##### Material for this task #####

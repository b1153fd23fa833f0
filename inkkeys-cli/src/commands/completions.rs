//! Shell completion generation and installation.

use std::env;
use std::fs;
use std::io;
use std::path::{Path, PathBuf};

use anyhow::{Context, Result, bail};
use clap::CommandFactory;
use clap_complete::{Shell, generate};
use console::style;
use directories::BaseDirs;

use crate::Cli;

/// Write the completion script for `shell` into `out`.
fn write_completions(shell: Shell, out: &mut dyn io::Write) {
    let mut cmd = Cli::command();
    let name = cmd.get_name().to_string();
    generate(shell, &mut cmd, name, out);
}

/// Generate shell completions to stdout.
pub(crate) fn cmd_completions(shell: Shell) {
    write_completions(shell, &mut io::stdout());
}

/// Detect the user's current shell from `$SHELL`.
fn detect_shell_type() -> Option<Shell> {
    if let Ok(shell_path) = env::var("SHELL") {
        return shell_from_path(&shell_path);
    }
    if cfg!(windows) && env::var("PSModulePath").is_ok() {
        return Some(Shell::PowerShell);
    }
    None
}

/// Map a shell binary path to its `Shell`.
fn shell_from_path(shell_path: &str) -> Option<Shell> {
    let shell_name = Path::new(shell_path)
        .file_name()
        .and_then(|n| n.to_str())
        .unwrap_or("");
    match shell_name {
        "bash" => Some(Shell::Bash),
        "zsh" => Some(Shell::Zsh),
        "fish" => Some(Shell::Fish),
        "elvish" => Some(Shell::Elvish),
        "pwsh" | "powershell" => Some(Shell::PowerShell),
        _ => None,
    }
}

/// Where the completion script for `shell` is installed.
fn install_path(dirs: &BaseDirs, shell: Shell) -> Result<PathBuf> {
    Ok(match shell {
        Shell::Bash => dirs
            .data_dir()
            .join("bash-completion/completions/inkkeys"),
        Shell::Zsh => dirs.home_dir().join(".zfunc/_inkkeys"),
        Shell::Fish => dirs
            .config_dir()
            .join("fish/completions/inkkeys.fish"),
        Shell::Elvish => dirs.config_dir().join("elvish/lib/inkkeys.elv"),
        Shell::PowerShell => dirs
            .config_dir()
            .join("powershell/completions/inkkeys.ps1"),
        _ => bail!("Unsupported shell for auto-install"),
    })
}

/// Install shell completions automatically.
pub(crate) fn cmd_completions_install(shell_arg: Option<Shell>) -> Result<()> {
    let shell = match shell_arg {
        Some(s) => s,
        None => detect_shell_type().context(
            "Could not detect your shell. Please specify it explicitly:\n  \
             inkkeys completions --install bash",
        )?,
    };

    let dirs = BaseDirs::new().context("Could not determine home directory")?;
    let path = install_path(&dirs, shell)?;

    let mut buf = Vec::new();
    write_completions(shell, &mut buf);

    if let Some(parent) = path.parent() {
        fs::create_dir_all(parent)
            .with_context(|| format!("Failed to create directory: {}", parent.display()))?;
    }
    fs::write(&path, &buf)
        .with_context(|| format!("Failed to write completion file: {}", path.display()))?;

    eprintln!(
        "{} Installed {} completions to {}",
        style("✓").green().bold(),
        style(format!("{shell:?}")).cyan(),
        style(path.display()).yellow()
    );

    match shell {
        Shell::Zsh => {
            eprintln!();
            eprintln!("Make sure your ~/.zshrc contains:");
            eprintln!("  {}", style("fpath=(~/.zfunc $fpath)").cyan());
            eprintln!("  {}", style("autoload -Uz compinit && compinit").cyan());
        },
        Shell::PowerShell => {
            eprintln!();
            eprintln!("Add this to your PowerShell profile to load on startup:");
            eprintln!("  {}", style(format!(". {}", path.display())).cyan());
        },
        _ => {
            eprintln!();
            eprintln!("Completions will be loaded automatically on new sessions.");
        },
    }

    Ok(())
}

#####

What you have to do ▸ Wherever the string "BaseDirs" occurs in the listing, return the line it sits on.

Result of the task ▸
use directories::BaseDirs;
fn install_path(dirs: &BaseDirs, shell: Shell) -> Result<PathBuf> {
    let dirs = BaseDirs::new().context("Could not determine home directory")?;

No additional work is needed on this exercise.